Notes on Distributed Mutual Exclusion
15-440, Fall 2011
Carnegie Mellon University
Randal E. Bryant

Reading: Tannenbaum, Sect. 6.3

Goal:

Maintain mutual exclusion among set of n distributed processes.  Each
process executes loop of form:

while true:
      Perform local operations
      Acquire()
      Execute critical section
      Release()

Whereas multithreaded systems can use shared memory, we assume that
processes can only coordinate message passing.

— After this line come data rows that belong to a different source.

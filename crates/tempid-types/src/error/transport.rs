//! Transport failures reported by backend calls.

use serde::{Deserialize, Serialize};
use thiserror::Error;

/// Errors a single backend request can end with.
///
/// Resolvers log these and drop the affected pending requests; nothing is
/// retried.
#[derive(Debug, Clone, Error, Serialize, Deserialize, PartialEq, Eq)]
#[serde(tag = "type", content = "details")]
pub enum TransportError {
    /// Connection-level failure (DNS, refused, TLS, ...)
    #[error("Connection failed: {message}")]
    Connection {
        /// Description of the failure
        message: String,
    },

    /// Request URL could not be resolved against the base URL
    #[error("Invalid request URL '{url}': {message}")]
    InvalidUrl {
        /// URL as given by the resolver
        url: String,
        /// Parse failure
        message: String,
    },

    /// Request did not complete within its timeout
    #[error("Request to {url} timed out after {secs}s")]
    Timeout {
        /// Target URL
        url: String,
        /// Timeout that elapsed
        secs: u64,
    },

    /// Backend answered with a non-success HTTP status
    #[error("Backend returned HTTP {status}")]
    Status {
        /// HTTP status code
        status: u16,
    },

    /// Backend answered 200 with an in-band error envelope
    #[error("Backend error ({status}): {message}")]
    Server {
        /// Status code carried in the envelope
        status: u16,
        /// Message carried in the envelope
        message: String,
    },

    /// Response body was not the expected structured record
    #[error("Invalid response: {message}")]
    InvalidResponse {
        /// Description of the parse failure
        message: String,
    },
}

impl TransportError {
    /// HTTP-like status for the error path, 0 when no status exists.
    pub fn status(&self) -> u16 {
        match self {
            Self::Status { status } | Self::Server { status, .. } => *status,
            Self::Connection { .. }
            | Self::InvalidUrl { .. }
            | Self::Timeout { .. }
            | Self::InvalidResponse { .. } => 0,
        }
    }
}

Terminology: Define a "cycle" as one round of the protocol, where some
process acquires the lock, completes its critical section and then
releases it.

Requirements:

1. Safety.  At most one process holds the lock at a time

2. Fairness.  Any process that makes a request must be granted lock
   A. Implies that system must be deadlock-free
   B. Assumes that no process will hold onto a lock indefinitely
   C. Eventual fairness: Waiting process will not be excluded forever
   D. Bounded fairness: Waiting process will get lock within some
      bounded number of cycles (typically n)

Other possible goals
   1. Low message overhead
   2. No bottlenecks
   3. Tolerate out-of-order messages
   4. Allow processes to join protocol or to drop out
   5. Tolerate failed processes
   6. Tolerate dropped messages

For today, we will only consider goals 1-3.  I.e., assume:

* Total number of processes is fixed at n
* No process fails or misbehaves
* Communication never fails, but messages may be delivered out of order.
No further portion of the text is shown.